На сегодняшний день нам многое известно о палачах НКВД. Кто же были эти люди на самом деле — простые обыватели или патологические садисты? Как Вы полагаете, это может повториться — и люди опять будут разделены на охранников и узников концлагерей?

Я думаю, что в каждом человеке, даже самом плохом, есть что-то человечное. Человека не спрашивали: мобилизовали в армию, а отправили охранять нас. Среди охранников попадались более-менее нормальные, а были — отъявленные негодяи и садисты. Не дай бог! За малейшую провинность загоняли в раскаленную баню, а потом выгоняли в холодное помещение. Человек от таких перепадов температуры заболевал и умирал. Были нормальные охранники, это уже зависит от внутренней природы человека.
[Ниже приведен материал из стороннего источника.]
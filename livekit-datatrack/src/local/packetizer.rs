// Copyright 2025 LiveKit, Inc.
//
// Licensed under the Apache License, Version 2.0 (the "License");
// you may not use this file except in compliance with the License.
// You may obtain a copy of the License at
//
//     http://www.apache.org/licenses/LICENSE-2.0
//
// Unless required by applicable law or agreed to in writing, software
// distributed under the License is distributed on an "AS IS" BASIS,
// WITHOUT WARRANTIES OR CONDITIONS OF ANY KIND, either express or implied.
// See the License for the specific language governing permissions and
// limitations under the License.
use crate::{
    packet::{Clock, Extensions, FrameMarker, Handle, Packet, PacketHeader, Timestamp},
    utils::{BytesChunkExt, Chunks, Counter},
};
use bytes::Bytes;
use thiserror::Error;

/// Converts application-level frames into packets for transport.
#[derive(Debug)]
pub struct Packetizer {
    handle: Handle,
    mtu: usize,
    sequence: Counter<u16>,
    frame_number: Counter<u16>,
    clock: Clock<90_000>,
}

/// Frame packetized by [`Packetizer`].
#[derive(Debug, Clone, Default)]
pub struct PacketizerFrame {
    pub payload: Bytes,
    pub extensions: Extensions,
}

#[derive(Error, Debug, PartialEq, Eq)]
pub enum PacketizerError {
    #[error("MTU of {mtu} bytes cannot fit a {header_len} byte header and any payload")]
    MtuTooShort { mtu: usize, header_len: usize },
}

impl Packetizer {
    pub fn new(track_handle: Handle, mtu: usize) -> Self {
        Self {
            handle: track_handle,
            mtu,
            sequence: Counter::default(),
            frame_number: Counter::default(),
            clock: Clock::new(Timestamp::random()),
        }
    }

    /// Packetizes a frame into one or more packets.
    ///
    /// Packets are produced lazily; the returned iterator has already reserved
    /// their sequence numbers, so packetizing the next frame does not wait on it.
    /// Extensions are only carried by the first packet.
    ///
    pub fn packetize(&mut self, frame: PacketizerFrame) -> Result<Packets, PacketizerError> {
        let header = PacketHeader {
            marker: FrameMarker::Single,
            track_handle: self.handle,
            sequence: 0,
            frame_number: 0,
            timestamp: self.clock.now(),
            extensions: frame.extensions,
        };
        let header_len = header.encoded_len();
        let max_payload_len = self.mtu.saturating_sub(header_len);
        if max_payload_len == 0 {
            Err(PacketizerError::MtuTooShort { mtu: self.mtu, header_len })?
        }

        let chunks = frame.payload.into_chunks(max_payload_len);
        let count = chunks.remaining().max(1);
        let first_sequence = self.sequence.get_then_advance(count);
        let frame_number = self.frame_number.get_then_increment();

        Ok(Packets {
            chunks,
            header: PacketHeader { sequence: first_sequence, frame_number, ..header },
            index: 0,
            count,
        })
    }

    fn frame_marker(index: usize, packet_count: usize) -> FrameMarker {
        if packet_count <= 1 {
            return FrameMarker::Single;
        }
        match index {
            0 => FrameMarker::Start,
            _ if index == packet_count - 1 => FrameMarker::Final,
            _ => FrameMarker::Inter,
        }
    }
}

/// Packets of a single frame, returned by [`Packetizer::packetize`].
#[derive(Debug)]
pub struct Packets {
    chunks: Chunks,
    /// Header of the next packet to yield.
    header: PacketHeader,
    index: usize,
    count: usize,
}

impl Iterator for Packets {
    type Item = Packet;

    fn next(&mut self) -> Option<Self::Item> {
        if self.index >= self.count {
            return None;
        }
        // An empty frame still produces a single packet.
        let payload = self.chunks.next().unwrap_or_default();
        let header = PacketHeader {
            marker: Packetizer::frame_marker(self.index, self.count),
            extensions: std::mem::take(&mut self.header.extensions),
            ..self.header.clone()
        };
        self.header.sequence = self.header.sequence.wrapping_add(1);
        self.index += 1;
        Some(Packet { header, payload })
    }

    fn size_hint(&self) -> (usize, Option<usize>) {
        let remaining = self.count - self.index;
        (remaining, Some(remaining))
    }
}

impl ExactSizeIterator for Packets {}
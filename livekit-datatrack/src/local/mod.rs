// Copyright 2025 LiveKit, Inc.
//
// Licensed under the Apache License, Version 2.0 (the "License");
// you may not use this file except in compliance with the License.
// You may obtain a copy of the License at
//
//     http://www.apache.org/licenses/LICENSE-2.0
//
// Unless required by applicable law or agreed to in writing, software
// distributed under the License is distributed on an "AS IS" BASIS,
// WITHOUT WARRANTIES OR CONDITIONS OF ANY KIND, either express or implied.
// See the License for the specific language governing permissions and
// limitations under the License.
use crate::{
    api::{DataTrack, DataTrackFrame, DataTrackInfo, InternalError},
    track::DataTrackInner,
};
use events::OutputEvent;
use parking_lot::Mutex;
use pipeline::Pipeline;
use std::{fmt, marker::PhantomData, sync::Arc};
use thiserror::Error;
use tokio::sync::{mpsc, watch};

pub(crate) mod events;
pub(crate) mod manager;
pub(crate) mod packetizer;
pub(crate) mod pipeline;

/// Data track published by the local participant.
pub type LocalDataTrack = DataTrack<Local>;

/// Marker type indicating a [`DataTrack`] belongs to the local participant.
#[derive(Debug)]
pub struct Local;

impl DataTrack<Local> {
    pub(crate) fn new(info: Arc<DataTrackInfo>, inner: LocalTrackInner) -> Self {
        Self { info, inner: Arc::new(inner.into()), _location: PhantomData }
    }

    fn inner(&self) -> &LocalTrackInner {
        match &*self.inner {
            DataTrackInner::Local(track) => track,
            DataTrackInner::Remote(_) => unreachable!(), // Safe (type state)
        }
    }

    /// Publishes a frame onto the track.
    ///
    /// The frame is encrypted (if the track uses E2EE), split into packets and
    /// handed to the transport without waiting. On failure, the frame is
    /// returned inside the error.
    ///
    pub fn publish(&self, frame: impl Into<DataTrackFrame>) -> Result<(), PublishFrameError> {
        let frame = frame.into();
        if !self.is_published() {
            return Err(PublishFrameError::new(frame, PublishFrameErrorReason::TrackUnpublished));
        }
        let inner = self.inner();

        // Held until all packets are queued so frames are not interleaved.
        let mut pipeline = inner.pipeline.lock();
        let packets = match pipeline.process(frame.clone()) {
            Ok(packets) => packets,
            Err(err) => {
                log::warn!("Failed to process frame on {}: {}", self.info.sid, err);
                return Err(PublishFrameError::new(frame, PublishFrameErrorReason::Dropped));
            }
        };
        if inner.event_out_tx.capacity() < packets.len() {
            log::debug!("Transport backlogged, dropping frame on {}", self.info.sid);
            return Err(PublishFrameError::new(frame, PublishFrameErrorReason::Dropped));
        }
        for packet in packets {
            let event = OutputEvent::PacketAvailable(packet.encode());
            if let Err(err) = inner.event_out_tx.try_send(event) {
                log::debug!("Cannot send packet to transport: {}", err);
                return Err(PublishFrameError::new(frame, PublishFrameErrorReason::Dropped));
            }
        }
        Ok(())
    }

    /// Unpublishes the track.
    ///
    /// Takes effect immediately for this and all clones of the track; the SFU
    /// is notified in the background. Dropping the last clone of a published
    /// track has the same effect.
    ///
    pub fn unpublish(&self) {
        self.inner().unpublish();
    }
}

#[derive(Debug)]
pub(crate) struct LocalTrackInner {
    pub pipeline: Mutex<Pipeline>,
    pub state_tx: watch::Sender<LocalTrackState>,
    pub event_out_tx: mpsc::Sender<OutputEvent>,
}

impl LocalTrackInner {
    pub fn is_published(&self) -> bool {
        self.state_tx.borrow().is_published()
    }

    pub async fn wait_for_unpublish(&self) {
        let mut state_rx = self.state_tx.subscribe();
        _ = state_rx.wait_for(|state| !state.is_published()).await;
    }

    fn unpublish(&self) {
        self.state_tx.send_if_modified(|state| {
            if !state.is_published() {
                return false;
            }
            *state = LocalTrackState::Unpublished { initiator: UnpublishInitiator::Client };
            true
        });
    }
}

impl Drop for LocalTrackInner {
    fn drop(&mut self) {
        // Implicit unpublish when the last handle is dropped.
        self.unpublish();
    }
}

#[derive(Debug, Clone, Copy, PartialEq, Eq)]
pub(crate) enum UnpublishInitiator {
    Client,
    Sfu,
    Shutdown,
}

#[derive(Debug, Clone, Copy, PartialEq, Eq)]
pub(crate) enum LocalTrackState {
    Published,
    Unpublished { initiator: UnpublishInitiator },
}

impl LocalTrackState {
    pub fn is_published(&self) -> bool {
        matches!(self, Self::Published)
    }
}

/// Options for publishing a data track.
#[derive(Clone, Debug)]
pub struct DataTrackOptions {
    pub(crate) name: String,
    pub(crate) disable_e2ee: bool,
}

impl DataTrackOptions {
    /// Creates options for a track with the given name.
    ///
    /// The name must be unique among the tracks published by the local participant.
    ///
    pub fn with_name(name: impl Into<String>) -> Self {
        Self { name: name.into(), disable_e2ee: false }
    }

    /// Publishes without end-to-end encryption even when it is configured
    /// for the room.
    pub fn disable_e2ee(self, disabled: bool) -> Self {
        Self { disable_e2ee: disabled, ..self }
    }
}

/// An error that can occur when publishing a data track.
#[derive(Debug, Error)]
pub enum PublishError {
    #[error("Not permitted to publish data tracks")]
    NotAllowed,
    #[error("Track name already in use by another local data track")]
    DuplicateName,
    #[error("SFU did not answer the publish request in time")]
    Timeout,
    #[error("Publication limit reached")]
    LimitReached,
    #[error("Not connected")]
    Disconnected,
    #[error("Publish request cancelled")]
    Cancelled,
    #[error(transparent)]
    Internal(#[from] InternalError),
}

/// An error that can occur when publishing a frame onto a data track.
#[derive(Debug, Error)]
#[error("Frame not sent: {reason}")]
pub struct PublishFrameError {
    frame: DataTrackFrame,
    reason: PublishFrameErrorReason,
}

impl PublishFrameError {
    pub(crate) fn new(frame: DataTrackFrame, reason: PublishFrameErrorReason) -> Self {
        Self { frame, reason }
    }

    /// Consume the error, returning the frame that couldn't be published.
    pub fn into_frame(self) -> DataTrackFrame {
        self.frame
    }

    /// Returns the reason why the frame could not be published.
    pub fn reason(&self) -> PublishFrameErrorReason {
        self.reason
    }
}

/// Reason why a data track frame could not be published.
#[derive(Debug, Clone, Copy, PartialEq, Eq)]
pub enum PublishFrameErrorReason {
    /// Track is no longer published.
    TrackUnpublished,
    /// Frame could not be encrypted, packetized or queued for the transport.
    Dropped,
}

impl fmt::Display for PublishFrameErrorReason {
    fn fmt(&self, f: &mut fmt::Formatter<'_>) -> fmt::Result {
        match self {
            Self::TrackUnpublished => write!(f, "track is not published"),
            Self::Dropped => write!(f, "dropped before reaching the transport"),
        }
    }
}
Лагерь Локчимлаг просуществовал до 1956 года. Многие люди, которые все же вышли живыми из лагеря, остались в поселке Пезмог (с 1976 года поселок стал называться Аджером). У них уже такой менталитет, они не смогли уехать отсюда, это старое поколение. Они четко знали, кто узник, а кто охранник. А пятое поколение уже перемешалось: и заключенные, и охранники — все вместе. Они даже не могут понять, осознать то, что здесь творилось. Им все равно. Помню, ремонтировали местный клуб, привезли машину песка. А там вперемешку, человеческие кости. А люди как ни в чем не бывало ходили по тем костям в клуб. Никого не волнует, были тут репрессии, расстрелы, как люди гибли.

Насколько произведения Солженицына о лагерях точно описывают действительность тех дней?
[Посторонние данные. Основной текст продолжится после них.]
// Copyright 2025 LiveKit, Inc.
//
// Licensed under the Apache License, Version 2.0 (the "License");
// you may not use this file except in compliance with the License.
// You may obtain a copy of the License at
//
//     http://www.apache.org/licenses/LICENSE-2.0
//
// Unless required by applicable law or agreed to in writing, software
// distributed under the License is distributed on an "AS IS" BASIS,
// WITHOUT WARRANTIES OR CONDITIONS OF ANY KIND, either express or implied.
// See the License for the specific language governing permissions and
// limitations under the License.

use super::{
    consts::*, E2eeExt, ExtensionTag, Extensions, FrameMarker, Handle, HandleError, Packet,
    PacketHeader, Timestamp, UserTimestampExt,
};
use bytes::{Buf, Bytes};
use thiserror::Error;

#[derive(Error, Debug, PartialEq, Eq)]
pub enum DecodeError {
    #[error("too short to contain a valid header")]
    TooShort,

    #[error("header exceeds total packet length")]
    HeaderOverrun,

    #[error("extension word indicator is missing")]
    MissingExtWords,

    #[error("unsupported version {0}")]
    UnsupportedVersion(u8),

    #[error("invalid track handle: {0}")]
    InvalidHandle(#[from] HandleError),

    #[error("extension with tag {0} is malformed")]
    MalformedExt(ExtensionTag),
}

impl Packet {
    /// Decodes a packet, sharing the payload with `raw` (no copy).
    pub fn decode(raw: Bytes) -> Result<Self, DecodeError> {
        let (header, header_len) = PacketHeader::decode(&raw)?;
        let payload = raw.slice(header_len..);
        Ok(Self { header, payload })
    }
}

impl PacketHeader {
    /// Decodes the header at the start of `raw`.
    ///
    /// Returns the header along with the number of bytes it occupies; anything
    /// after that is payload.
    ///
    pub fn decode(raw: &[u8]) -> Result<(Self, usize), DecodeError> {
        let mut buf = raw;
        if buf.remaining() < BASE_HEADER_LEN {
            Err(DecodeError::TooShort)?
        }

        let initial = buf.get_u8();
        let version = initial >> VERSION_SHIFT & VERSION_MASK;
        if version > VERSION {
            Err(DecodeError::UnsupportedVersion(version))?
        }
        let marker = FrameMarker::from_bits(initial >> MARKER_SHIFT);
        let has_extensions = initial >> EXT_FLAG_SHIFT & 1 == 1;
        buf.advance(1); // Reserved

        let track_handle: Handle = buf.get_u16().try_into()?;
        let sequence = buf.get_u16();
        let frame_number = buf.get_u16();
        let timestamp = Timestamp::from_ticks(buf.get_u32());

        let extensions = if has_extensions {
            if buf.remaining() < EXT_WORDS_LEN {
                Err(DecodeError::MissingExtWords)?
            }
            let ext_len = (buf.get_u16() as usize + 1) * WORD_LEN;
            if buf.remaining() < ext_len {
                Err(DecodeError::HeaderOverrun)?
            }
            let (ext_block, rest) = buf.split_at(ext_len);
            buf = rest;
            Extensions::decode(ext_block)?
        } else {
            Extensions::default()
        };

        let header = Self { marker, track_handle, sequence, frame_number, timestamp, extensions };
        Ok((header, raw.len() - buf.remaining()))
    }
}

impl Extensions {
    fn decode(mut block: &[u8]) -> Result<Self, DecodeError> {
        let mut extensions = Self::default();
        // Fewer than an entry header's worth of bytes can only be padding.
        while block.remaining() >= EXT_ENTRY_HEADER_LEN {
            let tag = block.get_u16();
            let len_field = block.get_u16();
            if tag == EXT_TAG_PADDING {
                continue;
            }
            let len = len_field as usize + 1;
            if block.remaining() < len {
                Err(DecodeError::MalformedExt(tag))?
            }
            let (mut value, rest) = block.split_at(len);
            block = rest;

            match tag {
                E2eeExt::TAG => {
                    if value.remaining() < E2eeExt::LEN {
                        Err(DecodeError::MalformedExt(tag))?
                    }
                    let key_index = value.get_u8();
                    let mut iv = [0u8; 12];
                    value.copy_to_slice(&mut iv);
                    extensions.e2ee = Some(E2eeExt { key_index, iv });
                }
                UserTimestampExt::TAG => {
                    if value.remaining() < UserTimestampExt::LEN {
                        Err(DecodeError::MalformedExt(tag))?
                    }
                    extensions.user_timestamp = Some(UserTimestampExt(value.get_u64()));
                }
                _ => log::trace!("Skipping unknown extension {tag} ({len} bytes)"),
            }
        }
        Ok(extensions)
    }
}
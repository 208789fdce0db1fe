// Copyright 2025 LiveKit, Inc.
//
// Licensed under the Apache License, Version 2.0 (the "License");
// you may not use this file except in compliance with the License.
// You may obtain a copy of the License at
//
//     http://www.apache.org/licenses/LICENSE-2.0
//
// Unless required by applicable law or agreed to in writing, software
// distributed under the License is distributed on an "AS IS" BASIS,
// WITHOUT WARRANTIES OR CONDITIONS OF ANY KIND, either express or implied.
// See the License for the specific language governing permissions and
// limitations under the License.
use thiserror::Error;

/// An unexpected failure inside the data track engine, such as a
/// misconfigured encryption provider or a stopped manager task.
#[derive(Debug, Error)]
#[error(transparent)]
pub struct InternalError(#[from] anyhow::Error);
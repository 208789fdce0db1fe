// Copyright 2025 LiveKit, Inc.
//
// Licensed under the Apache License, Version 2.0 (the "License");
// you may not use this file except in compliance with the License.
// You may obtain a copy of the License at
//
//     http://www.apache.org/licenses/LICENSE-2.0
//
// Unless required by applicable law or agreed to in writing, software
// distributed under the License is distributed on an "AS IS" BASIS,
// WITHOUT WARRANTIES OR CONDITIONS OF ANY KIND, either express or implied.
// See the License for the specific language governing permissions and
// limitations under the License.

mod bytes;
mod counter;
mod expiry;
mod handle_map;

pub use self::bytes::*;
pub use self::counter::*;
pub use self::expiry::*;
pub use self::handle_map::*;
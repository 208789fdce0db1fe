// Copyright 2025 LiveKit, Inc.
//
// Licensed under the Apache License, Version 2.0 (the "License");
// you may not use this file except in compliance with the License.
// You may obtain a copy of the License at
//
//     http://www.apache.org/licenses/LICENSE-2.0
//
// Unless required by applicable law or agreed to in writing, software
// distributed under the License is distributed on an "AS IS" BASIS,
// WITHOUT WARRANTIES OR CONDITIONS OF ANY KIND, either express or implied.
// See the License for the specific language governing permissions and
// limitations under the License.
use super::{
    events::*, pipeline::Pipeline, DataTrackSubscription, Release, RemoteDataTrack,
    RemoteTrackInner, RemoteTrackState, SubscriptionReleased,
};
use crate::{
    api::{DataTrackFrame, DataTrackInfo, DataTrackSid, InternalError, SubscribeError},
    e2ee::DecryptionProvider,
    packet::{Handle, Packet},
    utils::{watch_expiry, Counter, Expiry, HandleMap},
};
use anyhow::{anyhow, Context};
use bytes::Bytes;
use futures_core::Stream;
use std::{
    collections::{HashMap, HashSet},
    mem,
    sync::Arc,
    time::Duration,
};
use tokio::sync::{
    mpsc::{self, error::TrySendError},
    oneshot, watch,
};
use tokio_stream::wrappers::ReceiverStream;
use tokio_util::sync::{CancellationToken, DropGuard};

/// Options for creating a [`Manager`].
#[derive(Debug, Clone, Default)]
pub struct ManagerOptions {
    /// Provider to use for decrypting incoming frame payloads.
    ///
    /// If none, subscribing to remote tracks using end-to-end encryption fails.
    ///
    pub decryption: Option<Arc<dyn DecryptionProvider>>,
    /// Emit [`OutputEvent::FrameDropped`] for frames that could not be
    /// reassembled. Drops are only logged otherwise.
    pub report_drops: bool,
}

/// System for managing data track subscriptions.
pub struct Manager {
    decryption: Option<Arc<dyn DecryptionProvider>>,
    report_drops: bool,
    event_in_tx: mpsc::WeakSender<InputEvent>,
    event_in_rx: mpsc::Receiver<InputEvent>,
    event_out_tx: mpsc::Sender<OutputEvent>,
    release_tx: mpsc::UnboundedSender<SubscriptionReleased>,
    release_rx: mpsc::UnboundedReceiver<SubscriptionReleased>,

    /// Mapping between track SID and descriptor.
    descriptors: HashMap<DataTrackSid, Descriptor>,
    /// Bidirectional mapping between track SID and subscriber handle.
    sub_handles: HandleMap,
    /// Identifiers for subscribe requests and the subscriptions they create.
    subscriber_ids: Counter<u64>,
}

#[derive(Debug)]
struct Descriptor {
    info: Arc<DataTrackInfo>,
    publisher_identity: Arc<str>,
    state_tx: watch::Sender<RemoteTrackState>,
    subscription: SubscriptionState,
}

#[derive(Debug)]
enum SubscriptionState {
    /// No subscribers.
    Available,
    /// Waiting for the SFU to assign a subscriber handle.
    Pending { waiters: HashMap<u64, Waiter> },
    /// Packets are being received and fanned out to subscribers.
    Active { pipeline: Pipeline, outputs: HashMap<u64, mpsc::Sender<DataTrackFrame>> },
}

/// Why a track is removed from the manager.
#[derive(Debug, Clone, Copy, PartialEq, Eq)]
enum RemovalCause {
    /// Missing from a publication update; the SFU already dropped it.
    Unpublished,
    /// Its publisher left the room; active subscriptions are unsubscribed.
    PublisherLeft,
}

impl RemovalCause {
    fn waiter_error(self) -> SubscribeError {
        match self {
            Self::Unpublished => SubscribeError::Unpublished,
            Self::PublisherLeft => SubscribeError::Disconnected,
        }
    }
}

#[derive(Debug)]
struct Waiter {
    result_tx: oneshot::Sender<SubscribeResult>,
    /// Stops the timeout and cancellation watch once dropped.
    _expiry: DropGuard,
}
О Солженицыне я узнал давно, сразу, как только появился ”Голос Америки”. У Солженицына много обобщений, нет конкретики. Но именно он первым показал миру СССР с другой стороны. В настоящее время Солженицыну не очень верят, говорят, что он выдумал все. Нет там ничего выдуманного! Но все, что ему было известно, он не смог обработать, дал только общую информацию. А ведь детали важны, потому что детали — самое страшное.

Встречались ли Вам среди заключенных эстонцы?
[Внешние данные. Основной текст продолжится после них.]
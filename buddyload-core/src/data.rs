use pdatastructs::tdigest::{TDigest, K1};
use std::collections::VecDeque;
use std::fmt;
use std::time::Duration;
use tracing::error;

const TDIGEST_BACKLOG_SIZE: usize = 100;

/// Everything the virtual users reported during one sample interval.
#[derive(Debug, Clone, Default, PartialEq)]
pub struct SampleData {
    pub iterations: u64,
    pub success: u64,
    pub error: u64,
    pub check_pass: u64,
    pub check_fail: u64,
    pub active_vus: usize,
    pub elapsed: Duration,
}

impl SampleData {
    pub fn tps(&self) -> f64 {
        per_second(self.total(), self.elapsed)
    }

    pub fn iteration_rate(&self) -> f64 {
        per_second(self.iterations, self.elapsed)
    }

    pub fn error_rate(&self) -> f64 {
        ratio(self.error, self.total())
    }

    pub fn check_rate(&self) -> f64 {
        ratio(self.check_pass, self.check_pass + self.check_fail)
    }

    pub fn total(&self) -> u64 {
        self.success + self.error
    }
}

impl fmt::Display for SampleData {
    fn fmt(&self, f: &mut fmt::Formatter<'_>) -> fmt::Result {
        write!(
            f,
            "VUs={}, TPS={:.2}, Iterations/s={:.2}, ErrorRate={:.2}, Checks={:.2}%",
            self.active_vus,
            self.tps(),
            self.iteration_rate(),
            self.error_rate(),
            self.check_rate() * 100.,
        )
    }
}

/// Every sample of a run plus the latency digest of all its requests.
#[derive(Debug, Clone)]
pub struct SampleSet {
    samples: VecDeque<SampleData>,
    latency: TDigest<K1>,
    latency_count: u64,
    latency_sum: Duration,
    latency_max: Duration,
}

impl Default for SampleSet {
    fn default() -> Self {
        Self::new()
    }
}

impl SampleSet {
    pub fn new() -> Self {
        Self {
            samples: VecDeque::new(),
            latency: default_tdigest(),
            latency_count: 0,
            latency_sum: Duration::ZERO,
            latency_max: Duration::ZERO,
        }
    }

    pub fn push(&mut self, sample: SampleData) {
        self.samples.push_back(sample);
    }

    /// Separate Latency push method since the TDigest datastructure does not support merge, and is
    /// probabilistic in nature.
    pub fn push_latencies(&mut self, latencies: &[Duration]) {
        for latency in latencies {
            self.latency.insert(latency.as_secs_f64());
            self.latency_count += 1;
            self.latency_sum += *latency;
            self.latency_max = self.latency_max.max(*latency);
        }
    }

    /// Sum of every sample, with `elapsed` covering the whole set and
    /// `active_vus` the peak.
    pub fn totals(&self) -> SampleData {
        self.samples
            .iter()
            .fold(SampleData::default(), |mut acc, sample| {
                acc.iterations += sample.iterations;
                acc.success += sample.success;
                acc.error += sample.error;
                acc.check_pass += sample.check_pass;
                acc.check_fail += sample.check_fail;
                acc.active_vus = acc.active_vus.max(sample.active_vus);
                acc.elapsed += sample.elapsed;
                acc
            })
    }

    pub fn latency(&self, quantile: f64) -> Duration {
        if self.latency_count == 0 {
            return Duration::ZERO;
        }

        let secs = self.latency.quantile(quantile);

        // TDigest can hand back NaN for sparse data.
        let secs = if secs.is_finite() && secs >= 0. {
            secs
        } else {
            error!("NaN latency calculation for quantile {quantile}.");
            0.
        };

        Duration::from_secs_f64(secs)
    }

    pub fn latency_mean(&self) -> Duration {
        if self.latency_count == 0 {
            Duration::ZERO
        } else {
            self.latency_sum.div_f64(self.latency_count as f64)
        }
    }

    pub fn latency_max(&self) -> Duration {
        self.latency_max
    }

    pub fn latency_count(&self) -> u64 {
        self.latency_count
    }
}

fn default_tdigest() -> TDigest<K1> {
    TDigest::new(K1::new(10.), TDIGEST_BACKLOG_SIZE)
}

pub(crate) fn ratio(part: u64, whole: u64) -> f64 {
    if whole == 0 {
        0.
    } else {
        part as f64 / whole as f64
    }
}

pub(crate) fn per_second(count: u64, elapsed: Duration) -> f64 {
    if elapsed.is_zero() {
        0.
    } else {
        count as f64 / elapsed.as_secs_f64()
    }
}
use thiserror::Error;

#[derive(Debug, Error)]
pub enum Error {
    #[error("HTTP client error: {0}")]
    Http(#[from] reqwest::Error),

    #[error("Invalid URL: {0}")]
    InvalidUrl(#[from] url::ParseError),

    #[error("Worker task failed: {0}")]
    Worker(#[from] tokio::task::JoinError),

    #[error("Failed to write report: {0}")]
    Io(#[from] std::io::Error),

    #[error("Failed to serialize report: {0}")]
    Json(#[from] serde_json::Error),
}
Много было китайцев, корейцев, иранцев. Позднее стали появляться немцы, поляки, украинцы — их тогда бендеровцами звали. Власовцы были. К концу войны, помню, привезли двоих эстонских детей, мальчика и девочку, лет 10-12. Они жили в нашем бараке, но куда они потом делись — я не помню. Эстонцы появлялись редко и быстро исчезали.

Мне удавалось со всеми налаживать отношения. С некоторыми я поддерживал связь и после освобождения из лагеря, многих уже нет в живых. И никто из них не понимал, почему это случилось с ними, почему их всех выслали.

Что Вы испытывали, когда наконец-то покинули лагерь?

Ничего особенного я не испытал. Страха не было, как его не было в лагере. Была настороженность, недоверие к людям. Люди не держали свое слово.

В Коми люди продолжают жить в бывших бараках для заключенных и лагерных зданиях. Они словно живут на могилах. Как Вы думаете, размышляют ли они о прошлом, понимают ли, что тогда случилось?

Не понимают, это другое поколение. Для них это обычное дело, они даже не представляют, что такие страшные истории могли быть. Даже когда я бывал в Литве и рассказывал о том, что пришлось пережить — мне не верили. ”Этого не могло быть” — говорили мне. Не верят до сих пор.

Я видел много смертей, много страданий. К счастью, по ночам это мне не снится, но иногда страшные картины сами по себе всплывают в памяти.

Почему Вы остались жить в России и не вернулись в родную Литву? Не сожалели ли о своем решении?

У меня два гражданства — российское и литовское. Я историк и краевед, я занимаюсь историей республики Коми. И я не знаю причины, почему не уехал. В свое время вместе со школьниками я исходил всю территорию Коми. Мною был собран большой материал, я помогал создавать музеи. Меня в Литве спрашивают: ”Почему ты не уедешь?”. Не могу, у меня осталось тут много работы. Я занимаюсь изучением лагерного прошлого. Я помогаю в работе фонду ”Покаяние”; еще не все погибшие подсчитаны, и я не могу оставить это дело.

Жалею ли я, что не уехал? Сложный вопрос. Я никогда не думал, что останусь. Думал так: ”Вот это сделаю, потом вот это. А потом уеду”. А потом я понял, что если я не сделаю, не сохраню эту страшную историю, никто это не сделает. О многих страшных вещах еще не рассказано, многие места расстрелов еще не найдены. Если я не буду заниматься этим, никто не будет заниматься. История не должна быть забыта.